● **TASK INSTRUCTIONS**: Return each line of the listing that contains the string "enum".

● **DATA PROVIDED**:
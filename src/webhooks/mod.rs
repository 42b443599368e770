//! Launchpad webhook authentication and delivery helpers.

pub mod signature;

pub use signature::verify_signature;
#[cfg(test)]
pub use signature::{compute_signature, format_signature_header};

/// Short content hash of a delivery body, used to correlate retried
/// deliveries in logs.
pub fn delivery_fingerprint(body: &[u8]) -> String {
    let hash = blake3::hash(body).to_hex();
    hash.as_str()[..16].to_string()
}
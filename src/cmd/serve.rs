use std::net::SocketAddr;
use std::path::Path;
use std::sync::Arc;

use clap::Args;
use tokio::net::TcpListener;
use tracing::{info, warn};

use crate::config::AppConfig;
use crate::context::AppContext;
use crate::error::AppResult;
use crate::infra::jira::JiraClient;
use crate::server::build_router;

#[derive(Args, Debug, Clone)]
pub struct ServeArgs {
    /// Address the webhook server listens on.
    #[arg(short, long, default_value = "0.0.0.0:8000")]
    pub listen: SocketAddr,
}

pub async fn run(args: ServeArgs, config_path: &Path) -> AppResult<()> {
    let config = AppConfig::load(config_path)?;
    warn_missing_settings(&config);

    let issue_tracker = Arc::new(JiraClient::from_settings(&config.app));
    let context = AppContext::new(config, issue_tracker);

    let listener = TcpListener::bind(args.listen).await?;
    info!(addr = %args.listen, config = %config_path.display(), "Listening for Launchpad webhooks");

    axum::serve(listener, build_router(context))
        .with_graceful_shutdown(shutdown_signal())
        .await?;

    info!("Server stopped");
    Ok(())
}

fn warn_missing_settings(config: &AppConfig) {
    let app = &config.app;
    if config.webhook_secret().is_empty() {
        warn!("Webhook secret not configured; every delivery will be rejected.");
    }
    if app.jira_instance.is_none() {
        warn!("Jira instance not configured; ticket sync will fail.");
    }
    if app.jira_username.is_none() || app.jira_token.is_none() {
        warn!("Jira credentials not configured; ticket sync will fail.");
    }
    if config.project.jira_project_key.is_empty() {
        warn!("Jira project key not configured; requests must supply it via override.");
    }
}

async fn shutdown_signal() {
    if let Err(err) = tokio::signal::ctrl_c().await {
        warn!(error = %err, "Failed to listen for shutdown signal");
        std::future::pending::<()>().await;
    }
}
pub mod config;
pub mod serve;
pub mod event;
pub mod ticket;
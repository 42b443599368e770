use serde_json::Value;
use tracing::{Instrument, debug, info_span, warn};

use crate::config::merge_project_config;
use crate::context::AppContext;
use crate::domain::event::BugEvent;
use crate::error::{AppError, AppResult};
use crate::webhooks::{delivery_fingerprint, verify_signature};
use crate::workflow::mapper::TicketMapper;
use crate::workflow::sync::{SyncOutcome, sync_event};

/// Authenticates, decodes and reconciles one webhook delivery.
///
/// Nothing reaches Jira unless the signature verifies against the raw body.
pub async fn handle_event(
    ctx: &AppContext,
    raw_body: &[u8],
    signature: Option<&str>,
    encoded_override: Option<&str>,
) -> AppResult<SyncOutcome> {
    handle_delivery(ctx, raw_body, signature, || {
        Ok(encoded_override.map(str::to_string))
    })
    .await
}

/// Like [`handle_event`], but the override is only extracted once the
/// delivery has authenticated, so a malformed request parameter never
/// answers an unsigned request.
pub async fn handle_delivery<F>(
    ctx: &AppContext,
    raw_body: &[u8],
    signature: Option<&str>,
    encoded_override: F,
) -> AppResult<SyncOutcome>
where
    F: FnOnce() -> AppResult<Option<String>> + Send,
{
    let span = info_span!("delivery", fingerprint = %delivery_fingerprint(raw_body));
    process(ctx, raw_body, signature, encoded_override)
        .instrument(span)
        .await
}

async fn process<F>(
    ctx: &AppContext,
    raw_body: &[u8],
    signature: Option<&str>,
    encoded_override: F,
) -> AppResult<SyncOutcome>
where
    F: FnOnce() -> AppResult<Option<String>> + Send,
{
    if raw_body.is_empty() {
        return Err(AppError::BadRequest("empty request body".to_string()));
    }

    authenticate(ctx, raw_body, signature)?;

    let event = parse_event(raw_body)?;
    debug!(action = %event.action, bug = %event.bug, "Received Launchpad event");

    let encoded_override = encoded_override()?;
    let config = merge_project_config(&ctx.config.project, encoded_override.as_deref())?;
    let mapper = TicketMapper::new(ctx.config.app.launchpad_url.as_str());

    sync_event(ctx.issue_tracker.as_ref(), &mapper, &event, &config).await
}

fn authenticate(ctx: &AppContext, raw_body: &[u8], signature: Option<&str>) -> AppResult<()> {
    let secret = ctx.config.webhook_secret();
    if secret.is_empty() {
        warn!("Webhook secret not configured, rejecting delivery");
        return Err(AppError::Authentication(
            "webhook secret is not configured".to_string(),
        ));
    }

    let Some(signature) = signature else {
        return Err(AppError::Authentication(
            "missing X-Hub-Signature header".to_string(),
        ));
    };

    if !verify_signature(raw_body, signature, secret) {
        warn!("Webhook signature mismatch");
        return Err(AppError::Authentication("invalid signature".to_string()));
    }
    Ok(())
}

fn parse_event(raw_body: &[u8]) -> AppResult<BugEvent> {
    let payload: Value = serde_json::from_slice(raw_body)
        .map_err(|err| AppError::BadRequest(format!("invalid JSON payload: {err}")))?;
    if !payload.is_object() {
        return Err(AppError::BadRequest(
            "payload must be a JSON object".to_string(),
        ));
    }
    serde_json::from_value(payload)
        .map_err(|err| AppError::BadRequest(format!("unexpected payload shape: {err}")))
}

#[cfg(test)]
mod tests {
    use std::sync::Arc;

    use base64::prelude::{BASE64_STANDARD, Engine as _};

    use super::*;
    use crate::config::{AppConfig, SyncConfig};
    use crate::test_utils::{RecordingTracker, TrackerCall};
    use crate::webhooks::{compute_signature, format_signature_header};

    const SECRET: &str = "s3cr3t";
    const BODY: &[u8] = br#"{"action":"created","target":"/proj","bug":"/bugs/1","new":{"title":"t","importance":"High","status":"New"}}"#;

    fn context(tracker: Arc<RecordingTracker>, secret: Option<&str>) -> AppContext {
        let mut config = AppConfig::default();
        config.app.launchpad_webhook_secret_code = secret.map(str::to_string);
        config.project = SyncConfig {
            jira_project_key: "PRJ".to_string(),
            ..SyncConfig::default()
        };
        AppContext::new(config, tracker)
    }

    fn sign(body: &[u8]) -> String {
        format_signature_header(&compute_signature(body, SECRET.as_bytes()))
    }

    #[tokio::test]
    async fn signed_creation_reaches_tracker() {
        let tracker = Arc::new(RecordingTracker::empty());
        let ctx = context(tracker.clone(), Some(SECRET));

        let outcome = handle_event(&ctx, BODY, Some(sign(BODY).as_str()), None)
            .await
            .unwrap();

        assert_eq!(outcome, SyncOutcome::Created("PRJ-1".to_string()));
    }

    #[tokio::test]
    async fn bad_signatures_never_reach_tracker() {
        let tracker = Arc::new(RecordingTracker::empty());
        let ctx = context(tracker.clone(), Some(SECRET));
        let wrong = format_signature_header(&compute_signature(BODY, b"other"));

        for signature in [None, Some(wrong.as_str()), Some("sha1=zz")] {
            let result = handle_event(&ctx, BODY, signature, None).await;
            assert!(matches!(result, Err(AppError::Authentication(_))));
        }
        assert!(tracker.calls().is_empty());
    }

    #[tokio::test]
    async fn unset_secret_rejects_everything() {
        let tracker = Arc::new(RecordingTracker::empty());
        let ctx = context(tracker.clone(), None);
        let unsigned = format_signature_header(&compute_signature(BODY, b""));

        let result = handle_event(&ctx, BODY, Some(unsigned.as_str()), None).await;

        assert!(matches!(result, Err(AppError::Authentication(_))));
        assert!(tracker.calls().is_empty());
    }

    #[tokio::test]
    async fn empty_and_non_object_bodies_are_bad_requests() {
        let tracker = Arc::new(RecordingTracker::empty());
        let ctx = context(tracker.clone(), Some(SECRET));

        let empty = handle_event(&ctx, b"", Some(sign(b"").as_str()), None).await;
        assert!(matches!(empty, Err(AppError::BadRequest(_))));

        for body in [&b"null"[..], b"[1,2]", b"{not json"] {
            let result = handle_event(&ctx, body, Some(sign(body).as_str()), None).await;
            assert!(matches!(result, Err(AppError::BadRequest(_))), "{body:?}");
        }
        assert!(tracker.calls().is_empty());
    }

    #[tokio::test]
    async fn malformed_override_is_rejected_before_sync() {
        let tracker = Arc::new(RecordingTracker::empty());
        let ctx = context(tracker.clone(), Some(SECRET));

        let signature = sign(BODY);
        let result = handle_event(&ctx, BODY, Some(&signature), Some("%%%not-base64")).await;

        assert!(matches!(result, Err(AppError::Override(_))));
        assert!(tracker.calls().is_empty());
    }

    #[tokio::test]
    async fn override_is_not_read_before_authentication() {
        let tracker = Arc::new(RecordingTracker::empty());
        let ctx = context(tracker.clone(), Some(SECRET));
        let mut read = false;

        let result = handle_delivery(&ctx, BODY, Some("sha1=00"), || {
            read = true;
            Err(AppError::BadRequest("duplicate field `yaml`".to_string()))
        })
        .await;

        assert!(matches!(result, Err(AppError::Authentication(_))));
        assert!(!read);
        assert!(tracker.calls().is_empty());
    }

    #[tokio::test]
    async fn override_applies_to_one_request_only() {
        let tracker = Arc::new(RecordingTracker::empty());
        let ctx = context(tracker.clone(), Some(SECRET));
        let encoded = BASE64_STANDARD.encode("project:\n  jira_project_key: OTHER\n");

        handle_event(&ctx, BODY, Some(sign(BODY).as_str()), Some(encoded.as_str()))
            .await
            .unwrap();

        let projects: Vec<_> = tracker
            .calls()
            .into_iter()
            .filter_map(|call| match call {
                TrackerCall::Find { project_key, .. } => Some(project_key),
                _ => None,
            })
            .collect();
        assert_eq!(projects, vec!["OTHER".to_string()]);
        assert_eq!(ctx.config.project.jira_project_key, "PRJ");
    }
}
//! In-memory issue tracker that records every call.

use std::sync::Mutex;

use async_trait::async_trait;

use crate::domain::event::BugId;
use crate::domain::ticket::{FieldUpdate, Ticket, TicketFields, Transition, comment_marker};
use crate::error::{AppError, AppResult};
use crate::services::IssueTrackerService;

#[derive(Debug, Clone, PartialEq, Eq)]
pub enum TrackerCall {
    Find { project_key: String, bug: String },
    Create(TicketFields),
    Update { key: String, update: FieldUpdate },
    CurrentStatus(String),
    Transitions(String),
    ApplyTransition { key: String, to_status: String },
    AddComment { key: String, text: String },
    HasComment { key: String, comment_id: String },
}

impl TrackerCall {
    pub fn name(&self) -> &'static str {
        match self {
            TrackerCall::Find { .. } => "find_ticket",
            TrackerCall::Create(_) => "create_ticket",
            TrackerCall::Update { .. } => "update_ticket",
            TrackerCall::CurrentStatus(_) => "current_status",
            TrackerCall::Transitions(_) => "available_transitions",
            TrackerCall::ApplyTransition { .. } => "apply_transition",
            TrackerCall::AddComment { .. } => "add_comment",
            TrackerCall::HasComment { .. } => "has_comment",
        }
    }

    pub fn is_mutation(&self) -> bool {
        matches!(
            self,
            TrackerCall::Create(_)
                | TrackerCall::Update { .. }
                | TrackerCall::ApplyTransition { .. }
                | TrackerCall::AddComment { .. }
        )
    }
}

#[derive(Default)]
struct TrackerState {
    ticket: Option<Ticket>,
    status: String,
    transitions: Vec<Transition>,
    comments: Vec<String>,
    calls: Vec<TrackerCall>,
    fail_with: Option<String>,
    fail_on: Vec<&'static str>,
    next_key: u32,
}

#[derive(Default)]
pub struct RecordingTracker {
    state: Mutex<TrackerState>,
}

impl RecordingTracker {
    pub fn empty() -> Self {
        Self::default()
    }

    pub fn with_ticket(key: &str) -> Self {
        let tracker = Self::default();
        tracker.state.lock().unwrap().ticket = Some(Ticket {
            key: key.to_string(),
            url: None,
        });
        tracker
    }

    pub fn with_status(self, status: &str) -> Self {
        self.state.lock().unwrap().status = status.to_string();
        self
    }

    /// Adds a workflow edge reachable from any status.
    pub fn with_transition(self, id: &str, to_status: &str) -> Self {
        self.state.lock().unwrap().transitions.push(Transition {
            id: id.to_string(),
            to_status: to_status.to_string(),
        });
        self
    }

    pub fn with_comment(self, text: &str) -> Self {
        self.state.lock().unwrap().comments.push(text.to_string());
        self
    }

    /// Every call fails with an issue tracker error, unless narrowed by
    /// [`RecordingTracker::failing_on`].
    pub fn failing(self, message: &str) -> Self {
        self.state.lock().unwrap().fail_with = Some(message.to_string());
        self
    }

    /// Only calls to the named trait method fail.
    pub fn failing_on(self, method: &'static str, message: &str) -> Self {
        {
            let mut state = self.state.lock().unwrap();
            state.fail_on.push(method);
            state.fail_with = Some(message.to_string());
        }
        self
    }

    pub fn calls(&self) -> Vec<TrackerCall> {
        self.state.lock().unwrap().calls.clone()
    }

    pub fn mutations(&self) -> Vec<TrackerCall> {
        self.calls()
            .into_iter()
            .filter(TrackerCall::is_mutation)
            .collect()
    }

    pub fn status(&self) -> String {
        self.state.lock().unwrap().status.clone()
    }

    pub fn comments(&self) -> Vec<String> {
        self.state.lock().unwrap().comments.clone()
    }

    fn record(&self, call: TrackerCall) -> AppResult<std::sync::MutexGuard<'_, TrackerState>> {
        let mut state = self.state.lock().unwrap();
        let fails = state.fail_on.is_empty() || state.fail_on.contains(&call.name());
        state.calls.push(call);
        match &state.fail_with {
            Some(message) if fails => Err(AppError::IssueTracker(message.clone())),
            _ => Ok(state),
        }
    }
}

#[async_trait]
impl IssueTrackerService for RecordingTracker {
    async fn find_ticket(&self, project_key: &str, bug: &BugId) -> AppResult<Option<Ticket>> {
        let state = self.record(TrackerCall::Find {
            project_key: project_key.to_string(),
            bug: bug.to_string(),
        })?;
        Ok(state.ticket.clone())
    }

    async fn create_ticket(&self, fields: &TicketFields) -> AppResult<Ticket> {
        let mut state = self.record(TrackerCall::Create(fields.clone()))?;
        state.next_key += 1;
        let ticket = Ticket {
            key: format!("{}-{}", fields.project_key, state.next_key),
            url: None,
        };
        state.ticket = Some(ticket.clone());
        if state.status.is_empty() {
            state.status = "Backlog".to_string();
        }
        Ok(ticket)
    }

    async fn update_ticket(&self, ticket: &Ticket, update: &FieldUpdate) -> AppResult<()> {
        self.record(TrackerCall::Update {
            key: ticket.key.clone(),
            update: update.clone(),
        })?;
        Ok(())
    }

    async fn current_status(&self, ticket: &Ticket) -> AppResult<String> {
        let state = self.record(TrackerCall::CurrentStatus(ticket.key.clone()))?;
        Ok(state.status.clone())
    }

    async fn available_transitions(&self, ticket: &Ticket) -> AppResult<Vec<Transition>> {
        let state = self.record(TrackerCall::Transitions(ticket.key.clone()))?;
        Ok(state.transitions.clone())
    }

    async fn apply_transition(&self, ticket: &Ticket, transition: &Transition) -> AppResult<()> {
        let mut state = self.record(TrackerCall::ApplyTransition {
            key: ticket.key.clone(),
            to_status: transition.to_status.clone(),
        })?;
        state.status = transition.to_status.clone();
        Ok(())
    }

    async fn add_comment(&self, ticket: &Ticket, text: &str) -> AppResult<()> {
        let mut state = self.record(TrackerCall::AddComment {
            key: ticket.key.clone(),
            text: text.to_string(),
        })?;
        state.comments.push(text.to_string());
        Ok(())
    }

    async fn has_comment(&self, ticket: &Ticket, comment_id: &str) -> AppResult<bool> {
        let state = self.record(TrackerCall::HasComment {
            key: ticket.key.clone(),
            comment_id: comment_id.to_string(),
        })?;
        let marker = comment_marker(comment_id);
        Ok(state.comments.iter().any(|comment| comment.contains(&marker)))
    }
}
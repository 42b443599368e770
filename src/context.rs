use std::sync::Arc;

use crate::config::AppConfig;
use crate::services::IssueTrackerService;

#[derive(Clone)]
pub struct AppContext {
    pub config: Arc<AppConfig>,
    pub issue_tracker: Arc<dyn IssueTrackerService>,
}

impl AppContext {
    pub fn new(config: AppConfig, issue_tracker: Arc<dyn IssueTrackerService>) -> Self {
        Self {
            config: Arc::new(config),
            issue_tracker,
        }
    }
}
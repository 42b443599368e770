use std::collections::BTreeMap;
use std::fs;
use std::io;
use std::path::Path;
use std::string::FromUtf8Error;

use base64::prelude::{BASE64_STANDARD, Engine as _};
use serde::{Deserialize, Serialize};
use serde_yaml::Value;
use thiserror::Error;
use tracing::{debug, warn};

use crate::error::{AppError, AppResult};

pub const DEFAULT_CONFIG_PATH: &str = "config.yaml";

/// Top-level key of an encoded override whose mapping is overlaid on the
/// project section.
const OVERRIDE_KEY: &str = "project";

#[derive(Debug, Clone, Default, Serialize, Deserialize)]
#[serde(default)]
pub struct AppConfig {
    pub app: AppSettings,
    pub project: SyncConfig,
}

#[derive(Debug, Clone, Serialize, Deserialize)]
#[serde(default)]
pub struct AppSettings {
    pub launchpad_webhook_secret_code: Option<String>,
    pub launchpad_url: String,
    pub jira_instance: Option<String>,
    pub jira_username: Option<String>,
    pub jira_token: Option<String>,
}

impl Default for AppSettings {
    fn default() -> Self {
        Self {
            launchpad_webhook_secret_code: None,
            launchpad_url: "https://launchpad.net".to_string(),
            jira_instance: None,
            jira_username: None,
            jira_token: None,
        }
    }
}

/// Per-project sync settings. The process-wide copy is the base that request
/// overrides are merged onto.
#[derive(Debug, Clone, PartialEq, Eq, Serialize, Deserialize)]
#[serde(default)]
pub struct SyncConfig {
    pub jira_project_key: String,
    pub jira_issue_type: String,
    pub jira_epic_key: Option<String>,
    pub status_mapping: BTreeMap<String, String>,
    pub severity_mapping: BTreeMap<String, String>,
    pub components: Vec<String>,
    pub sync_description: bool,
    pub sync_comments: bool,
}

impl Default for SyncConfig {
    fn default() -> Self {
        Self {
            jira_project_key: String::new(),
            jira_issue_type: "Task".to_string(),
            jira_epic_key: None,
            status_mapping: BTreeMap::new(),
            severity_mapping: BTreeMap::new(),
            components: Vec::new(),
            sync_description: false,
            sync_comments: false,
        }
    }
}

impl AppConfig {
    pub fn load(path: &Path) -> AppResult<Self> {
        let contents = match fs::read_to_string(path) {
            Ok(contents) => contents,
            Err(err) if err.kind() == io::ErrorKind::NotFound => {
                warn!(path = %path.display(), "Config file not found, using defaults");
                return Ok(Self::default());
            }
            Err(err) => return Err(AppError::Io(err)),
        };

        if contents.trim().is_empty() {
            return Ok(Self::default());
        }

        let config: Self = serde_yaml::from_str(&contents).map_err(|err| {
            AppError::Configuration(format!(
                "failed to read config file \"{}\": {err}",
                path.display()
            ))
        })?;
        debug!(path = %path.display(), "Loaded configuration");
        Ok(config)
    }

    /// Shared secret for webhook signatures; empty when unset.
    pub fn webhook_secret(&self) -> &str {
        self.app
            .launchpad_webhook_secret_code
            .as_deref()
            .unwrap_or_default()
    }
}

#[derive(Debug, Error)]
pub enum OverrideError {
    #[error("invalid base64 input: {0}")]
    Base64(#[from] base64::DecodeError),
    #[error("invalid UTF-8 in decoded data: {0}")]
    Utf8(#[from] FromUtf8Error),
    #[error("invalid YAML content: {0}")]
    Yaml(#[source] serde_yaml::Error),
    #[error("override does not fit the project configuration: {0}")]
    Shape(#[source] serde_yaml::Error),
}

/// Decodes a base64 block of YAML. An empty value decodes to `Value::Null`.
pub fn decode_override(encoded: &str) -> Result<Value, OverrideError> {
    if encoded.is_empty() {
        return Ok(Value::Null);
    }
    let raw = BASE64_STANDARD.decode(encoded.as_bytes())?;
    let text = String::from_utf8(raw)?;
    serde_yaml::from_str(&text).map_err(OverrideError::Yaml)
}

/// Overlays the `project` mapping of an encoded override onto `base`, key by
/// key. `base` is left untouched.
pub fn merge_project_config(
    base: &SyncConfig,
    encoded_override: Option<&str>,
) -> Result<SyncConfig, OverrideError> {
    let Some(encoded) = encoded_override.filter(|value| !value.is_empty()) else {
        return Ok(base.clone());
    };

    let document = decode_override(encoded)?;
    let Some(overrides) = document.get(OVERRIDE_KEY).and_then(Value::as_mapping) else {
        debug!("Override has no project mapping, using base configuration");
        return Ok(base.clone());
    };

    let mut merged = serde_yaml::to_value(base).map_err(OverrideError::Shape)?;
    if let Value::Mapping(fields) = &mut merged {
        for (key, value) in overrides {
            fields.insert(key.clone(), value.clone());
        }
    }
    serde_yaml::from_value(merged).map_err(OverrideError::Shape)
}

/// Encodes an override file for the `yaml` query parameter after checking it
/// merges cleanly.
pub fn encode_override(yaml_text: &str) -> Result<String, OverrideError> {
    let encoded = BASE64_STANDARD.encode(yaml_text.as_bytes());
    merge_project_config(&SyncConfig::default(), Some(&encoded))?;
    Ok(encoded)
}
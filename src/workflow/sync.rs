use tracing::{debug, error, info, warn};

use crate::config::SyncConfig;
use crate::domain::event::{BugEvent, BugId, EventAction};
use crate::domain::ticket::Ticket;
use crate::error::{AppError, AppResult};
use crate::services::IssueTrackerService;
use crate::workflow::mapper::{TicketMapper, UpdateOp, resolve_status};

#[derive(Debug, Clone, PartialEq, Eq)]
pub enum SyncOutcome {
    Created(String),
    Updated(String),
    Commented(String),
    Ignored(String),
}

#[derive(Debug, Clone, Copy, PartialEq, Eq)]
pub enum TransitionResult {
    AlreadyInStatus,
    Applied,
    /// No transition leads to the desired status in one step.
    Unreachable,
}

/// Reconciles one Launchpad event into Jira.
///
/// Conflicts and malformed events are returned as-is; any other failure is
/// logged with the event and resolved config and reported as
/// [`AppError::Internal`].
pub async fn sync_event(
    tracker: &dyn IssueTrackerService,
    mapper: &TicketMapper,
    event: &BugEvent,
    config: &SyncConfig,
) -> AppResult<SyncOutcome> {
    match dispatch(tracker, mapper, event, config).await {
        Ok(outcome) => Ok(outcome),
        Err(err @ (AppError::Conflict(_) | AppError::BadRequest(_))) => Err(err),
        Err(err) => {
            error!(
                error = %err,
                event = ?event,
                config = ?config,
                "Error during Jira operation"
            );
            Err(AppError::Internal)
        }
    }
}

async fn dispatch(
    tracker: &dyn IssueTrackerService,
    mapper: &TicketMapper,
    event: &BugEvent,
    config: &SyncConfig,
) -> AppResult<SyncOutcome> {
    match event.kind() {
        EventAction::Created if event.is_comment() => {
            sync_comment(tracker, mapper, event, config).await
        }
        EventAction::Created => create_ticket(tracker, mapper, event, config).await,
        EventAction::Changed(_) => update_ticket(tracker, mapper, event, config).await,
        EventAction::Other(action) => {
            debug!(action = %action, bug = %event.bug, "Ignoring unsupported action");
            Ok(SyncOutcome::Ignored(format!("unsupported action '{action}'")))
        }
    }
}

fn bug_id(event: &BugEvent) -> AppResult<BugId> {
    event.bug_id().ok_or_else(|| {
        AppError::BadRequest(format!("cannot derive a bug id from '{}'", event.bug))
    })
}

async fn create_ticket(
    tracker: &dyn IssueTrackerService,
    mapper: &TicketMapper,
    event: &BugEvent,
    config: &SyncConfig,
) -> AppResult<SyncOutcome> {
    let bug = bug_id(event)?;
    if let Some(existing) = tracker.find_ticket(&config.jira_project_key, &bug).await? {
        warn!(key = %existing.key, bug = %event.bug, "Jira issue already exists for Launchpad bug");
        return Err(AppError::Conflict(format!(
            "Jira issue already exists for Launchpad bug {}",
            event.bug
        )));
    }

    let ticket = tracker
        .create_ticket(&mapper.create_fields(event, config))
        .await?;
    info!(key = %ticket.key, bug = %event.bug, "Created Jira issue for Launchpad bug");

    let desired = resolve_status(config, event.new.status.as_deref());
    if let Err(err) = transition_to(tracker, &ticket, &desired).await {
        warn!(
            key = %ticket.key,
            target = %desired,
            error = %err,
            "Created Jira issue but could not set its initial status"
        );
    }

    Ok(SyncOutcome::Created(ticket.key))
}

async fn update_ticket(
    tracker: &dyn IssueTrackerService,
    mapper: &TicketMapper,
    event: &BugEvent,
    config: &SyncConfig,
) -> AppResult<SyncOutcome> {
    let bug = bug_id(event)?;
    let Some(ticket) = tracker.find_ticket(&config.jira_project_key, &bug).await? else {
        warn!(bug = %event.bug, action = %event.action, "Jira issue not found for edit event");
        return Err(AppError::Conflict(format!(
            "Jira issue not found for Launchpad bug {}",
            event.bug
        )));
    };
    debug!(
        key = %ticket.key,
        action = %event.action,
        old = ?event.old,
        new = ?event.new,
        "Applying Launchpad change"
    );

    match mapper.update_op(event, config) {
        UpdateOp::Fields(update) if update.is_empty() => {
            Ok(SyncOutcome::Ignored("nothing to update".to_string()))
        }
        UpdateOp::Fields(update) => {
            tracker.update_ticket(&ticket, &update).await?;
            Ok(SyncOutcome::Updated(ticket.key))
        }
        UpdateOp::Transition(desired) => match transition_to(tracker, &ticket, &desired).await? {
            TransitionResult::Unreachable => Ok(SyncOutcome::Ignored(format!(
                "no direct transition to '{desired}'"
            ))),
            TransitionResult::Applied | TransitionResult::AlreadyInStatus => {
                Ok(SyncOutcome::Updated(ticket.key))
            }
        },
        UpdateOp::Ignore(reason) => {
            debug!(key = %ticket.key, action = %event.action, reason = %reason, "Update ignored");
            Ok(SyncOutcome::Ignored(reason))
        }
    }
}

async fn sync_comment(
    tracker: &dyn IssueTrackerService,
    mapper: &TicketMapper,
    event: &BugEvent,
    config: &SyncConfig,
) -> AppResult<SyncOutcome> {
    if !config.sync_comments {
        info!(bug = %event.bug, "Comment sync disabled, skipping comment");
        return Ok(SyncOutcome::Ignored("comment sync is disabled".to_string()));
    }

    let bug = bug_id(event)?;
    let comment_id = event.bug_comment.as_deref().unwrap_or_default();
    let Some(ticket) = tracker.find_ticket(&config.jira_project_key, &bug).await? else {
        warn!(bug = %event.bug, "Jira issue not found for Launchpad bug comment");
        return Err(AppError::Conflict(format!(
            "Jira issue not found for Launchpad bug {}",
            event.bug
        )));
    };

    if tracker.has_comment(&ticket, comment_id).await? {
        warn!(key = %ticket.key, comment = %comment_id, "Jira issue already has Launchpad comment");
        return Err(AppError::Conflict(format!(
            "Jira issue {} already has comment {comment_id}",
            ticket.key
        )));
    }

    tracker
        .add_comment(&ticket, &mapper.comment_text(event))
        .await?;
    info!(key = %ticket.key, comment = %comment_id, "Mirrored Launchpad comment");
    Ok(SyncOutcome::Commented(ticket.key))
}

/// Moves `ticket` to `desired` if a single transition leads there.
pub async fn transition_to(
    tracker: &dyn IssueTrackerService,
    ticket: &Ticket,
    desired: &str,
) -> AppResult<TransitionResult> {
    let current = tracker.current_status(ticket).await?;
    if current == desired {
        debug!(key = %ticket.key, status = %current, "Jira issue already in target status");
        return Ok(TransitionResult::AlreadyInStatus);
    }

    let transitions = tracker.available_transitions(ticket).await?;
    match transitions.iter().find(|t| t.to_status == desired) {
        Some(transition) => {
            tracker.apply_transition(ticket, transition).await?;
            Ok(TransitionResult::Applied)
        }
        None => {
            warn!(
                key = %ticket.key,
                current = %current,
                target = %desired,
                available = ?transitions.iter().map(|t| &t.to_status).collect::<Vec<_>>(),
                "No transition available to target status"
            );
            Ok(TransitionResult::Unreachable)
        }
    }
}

● **OUTPUT FOR THIS TASK**:
pub enum TrackerCall {
pub enum OverrideError {
pub enum SyncOutcome {
pub enum TransitionResult {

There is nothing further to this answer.